Ciò detto, La sensibilità di Papa Francesco verso i poveri, nota già quando era vescovo e cardinale a Buenos Aires, è riesplosa da Papa all’indomani della sua elezione al soglio di Pietro, quando ha cominciato a lanciare alcuni messaggi inequivocabili: “La Chiesa deve essere povera”; “ I sacerdoti non devono fare a gara a comprare l’auto all’ultimo grido”; “Si aprano i conventi vuoti ai poveri e bisognosi”. Ebbene, racconta don Corrado, quando il Papa lo nominò, in agosto, gli disse: “Non sarai un vescovo da scrivania, ti voglio tra la gente, il prolungamento della mia mano per portare una carezza ai poveri, ai diseredati, agli ultimi”. Aggiungendo: “La scrivania non fa per te, puoi venderla; non aspettare la gente che bussa, devi cercare i poveri”. O ancora: “Queste sono le mie braccia, sono limitate, ma se le prolunghiamo con quelle di Corrado possiamo toccare i poveri di tutta Italia. Io non posso uscire ma lui è libero”. Ecco, questa è la cornice in cui opera l’arcivescovo Krajewski, 50 anni, che va in giro per l’Italia o per Roma, di notte, viaggiando su una Fiat Qubo bianca, con la targa del Santo Padre che è l’unico tratto distintivo di privilegio, necessario per entrare dovunque.
Accade, dunque, che don Corrado, quando non è in giro per l’Italia ad aiutare i bisognosi segnalati da una rete di persone vigili, esca di notte per andare a dare un aiuto a tanti che ne hanno bisogno. Si tratta di senzatetto, immigrati, persone sole. Interviene anche su segnalazioni di gente che telefona per far aiutare ubriachi o sventurati. Nessuno lo sapeva prima, ma anche le guardie svizzere e tanti volontari danno una mano. Don Corrado fa il giro delle case di cura e di riposo, parla con le persone anziane, con gl’invalidi, i diseredati, pranza o cena insieme a loro e con loro parla, a tutti porta la carezza del Papa ed offre un aiuto concreto.
Quando era vescovo e cardinale e, prima ancora sacerdote in Argentina, Papa Bergoglio stava spesso di persona nelle strade, il contatto con i poveri l’ha sempre avuto di persona, tanto che anche adesso che è Papa ha detto a don Corrado: “Quante volte ho avuto voglia di andare per le strade di Roma, ma capisco che non è possibile”. In realtà, a qualcuno è venuto il sospetto che il Papa in incognito sia uscito la notte con don Corrado, ma l’interessato ha tenuto a smentire questa voce, non perché il Papa non vorrebbe, ma perché non può per ragioni di opportunità e di sicurezza.

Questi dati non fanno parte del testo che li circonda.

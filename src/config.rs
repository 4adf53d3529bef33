//! Configuration management for the Spotify Album Fusion CLI.
//!
//! This module handles loading and accessing configuration values from environment
//! variables and `.env` files. It provides a centralized way to manage application
//! configuration including Spotify API credentials, callback server settings, and
//! endpoint URLs.
//!
//! The configuration system follows a hierarchical approach:
//! 1. Environment variables (highest priority)
//! 2. `.env` file in the local data directory
//! 3. Application defaults (where applicable)

use dotenv;
use std::{env, path::PathBuf};

/// Loads environment variables from a `.env` file in the local data directory.
///
/// Creates the necessary directory structure if it doesn't exist and loads
/// environment variables from a `.env` file located in the platform-specific
/// local data directory under `spotifuse/.env`. This allows users to store
/// configuration securely without hardcoding sensitive values.
///
/// # Directory Structure
///
/// The function looks for the `.env` file in:
/// - Linux: `~/.local/share/spotifuse/.env`
/// - macOS: `~/Library/Application Support/spotifuse/.env`
/// - Windows: `%LOCALAPPDATA%/spotifuse/.env`
///
/// # Returns
///
/// Returns `Ok(())` if the environment file is successfully loaded, or an error
/// string if directory creation or file loading fails.
///
/// # Example
///
/// ```
/// use spotifuse::config;
///
/// #[tokio::main]
/// async fn main() {
///     if let Err(e) = config::load_env().await {
///         eprintln!("Configuration error: {}", e);
///     }
/// }
/// ```
pub async fn load_env() -> Result<(), String> {
    let mut path = dirs::data_local_dir().unwrap_or_else(|| PathBuf::from("."));
    path.push("spotifuse/.env");
    if let Some(parent) = path.parent() {
        async_fs::create_dir_all(parent)
            .await
            .map_err(|e| e.to_string())?;
    }

    dotenv::from_path(path).map_err(|e| e.to_string())?;
    Ok(())
}

/// Returns the bind address for the local OAuth callback server.
///
/// Retrieves the `SERVER_ADDRESS` environment variable which specifies
/// the address and port where the local HTTP server should bind for
/// handling OAuth callbacks during the authentication flow.
///
/// # Panics
///
/// Panics if the `SERVER_ADDRESS` environment variable is not set.
///
/// # Example
///
/// ```
/// let addr = server_addr(); // e.g., "127.0.0.1:8080"
/// ```
pub fn server_addr() -> String {
    env::var("SERVER_ADDRESS").expect("SERVER_ADDRESS must be set")
}

/// Returns the Spotify API client ID for authentication.
///
/// Retrieves the `SPOTIFY_API_AUTH_CLIENT_ID` environment variable which
/// contains the client ID obtained when registering the application with
/// Spotify's developer platform. The PKCE flow needs no client secret.
///
/// # Panics
///
/// Panics if the `SPOTIFY_API_AUTH_CLIENT_ID` environment variable is not set.
pub fn spotify_client_id() -> String {
    env::var("SPOTIFY_API_AUTH_CLIENT_ID").expect("SPOTIFY_API_AUTH_CLIENT_ID must be set")
}

/// Returns the Spotify OAuth redirect URI.
///
/// Retrieves the `SPOTIFY_API_REDIRECT_URI` environment variable which specifies
/// the callback URL that Spotify should redirect to after user authorization.
/// This must match the redirect URI registered in the Spotify application
/// settings and must point at the local callback server.
///
/// # Panics
///
/// Panics if the `SPOTIFY_API_REDIRECT_URI` environment variable is not set.
///
/// # Example
///
/// ```
/// let redirect_uri = spotify_redirect_uri(); // e.g., "http://127.0.0.1:8080/callback"
/// ```
pub fn spotify_redirect_uri() -> String {
    env::var("SPOTIFY_API_REDIRECT_URI").expect("SPOTIFY_API_REDIRECT_URI must be set")
}

/// Returns the Spotify API scope permissions.
///
/// Retrieves the `SPOTIFY_API_AUTH_SCOPE` environment variable, falling back
/// to the minimal set the application needs: reading the user's identity and
/// creating/modifying playlists. Requesting anything broader than that is
/// deliberate on the user's part.
///
/// # Example
///
/// ```
/// let scope = spotify_scope(); // "user-read-private playlist-modify-public playlist-modify-private"
/// ```
pub fn spotify_scope() -> String {
    env::var("SPOTIFY_API_AUTH_SCOPE").unwrap_or_else(|_| {
        "user-read-private playlist-modify-public playlist-modify-private".to_string()
    })
}

/// Returns the Spotify OAuth authorization URL.
///
/// Retrieves the `SPOTIFY_API_AUTH_URL` environment variable which contains
/// the base URL for Spotify's OAuth authorization endpoint. This is where
/// users are redirected to grant permissions to the application.
///
/// # Panics
///
/// Panics if the `SPOTIFY_API_AUTH_URL` environment variable is not set.
///
/// # Example
///
/// ```
/// let auth_url = spotify_apiauth_url(); // e.g., "https://accounts.spotify.com/authorize"
/// ```
pub fn spotify_apiauth_url() -> String {
    env::var("SPOTIFY_API_AUTH_URL").expect("SPOTIFY_API_AUTH_URL must be set")
}

/// Returns the Spotify Web API base URL.
///
/// Retrieves the `SPOTIFY_API_URL` environment variable which contains the
/// base URL for Spotify's Web API endpoints. This is used for all API
/// operations after authentication.
///
/// # Panics
///
/// Panics if the `SPOTIFY_API_URL` environment variable is not set.
///
/// # Example
///
/// ```
/// let api_url = spotify_apiurl(); // e.g., "https://api.spotify.com/v1"
/// ```
pub fn spotify_apiurl() -> String {
    env::var("SPOTIFY_API_URL").expect("SPOTIFY_API_URL must be set")
}

/// Returns the Spotify OAuth token exchange URL.
///
/// Retrieves the `SPOTIFY_API_TOKEN_URL` environment variable which contains
/// the URL for exchanging authorization codes for access tokens and for
/// refreshing expired access tokens.
///
/// # Panics
///
/// Panics if the `SPOTIFY_API_TOKEN_URL` environment variable is not set.
///
/// # Example
///
/// ```
/// let token_url = spotify_apitoken_url(); // e.g., "https://accounts.spotify.com/api/token"
/// ```
pub fn spotify_apitoken_url() -> String {
    env::var("SPOTIFY_API_TOKEN_URL").expect("SPOTIFY_API_TOKEN_URL must be set")
}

Per dare la dimensione degli aiuti dati, nei mesi del suo pontificato sono stati offerte elemosine per un milione di euro a circa 6500 persone. Una volta il Papa ha detto a don Corrado: “Il conto è buono quando è vuoto, così si può riempire. Non investire, non vincolare: spendi tutto per i poveri”. Quasi ogni mattina il Papa fa pervenire a don Corrado una busta piena di richieste, aggiungendo: “Tu sai cosa devi fare”. Si tratta di lettere scritte al Papa da parte di bisognosi di ogni parte. Don Corrado controlla con altri parroci la provenienza e l’autenticità delle lettere e manda un assegno circolare di qualche centinaio di euro, ma vengono aiutate anche persone derubate o segnalate dalle parrocchie. Don Corrado fu mandato dal Papa a Lampedusa con del denaro per aiutare gl’immigrati, ma poi si accorse che più che di soldi avevano bisogno di altro. Il Papa gli chiese: “Che possiamo fare?” e lui: “Ci siamo così inventati la cosa delle carte telefoniche, ne abbiamo 1600”.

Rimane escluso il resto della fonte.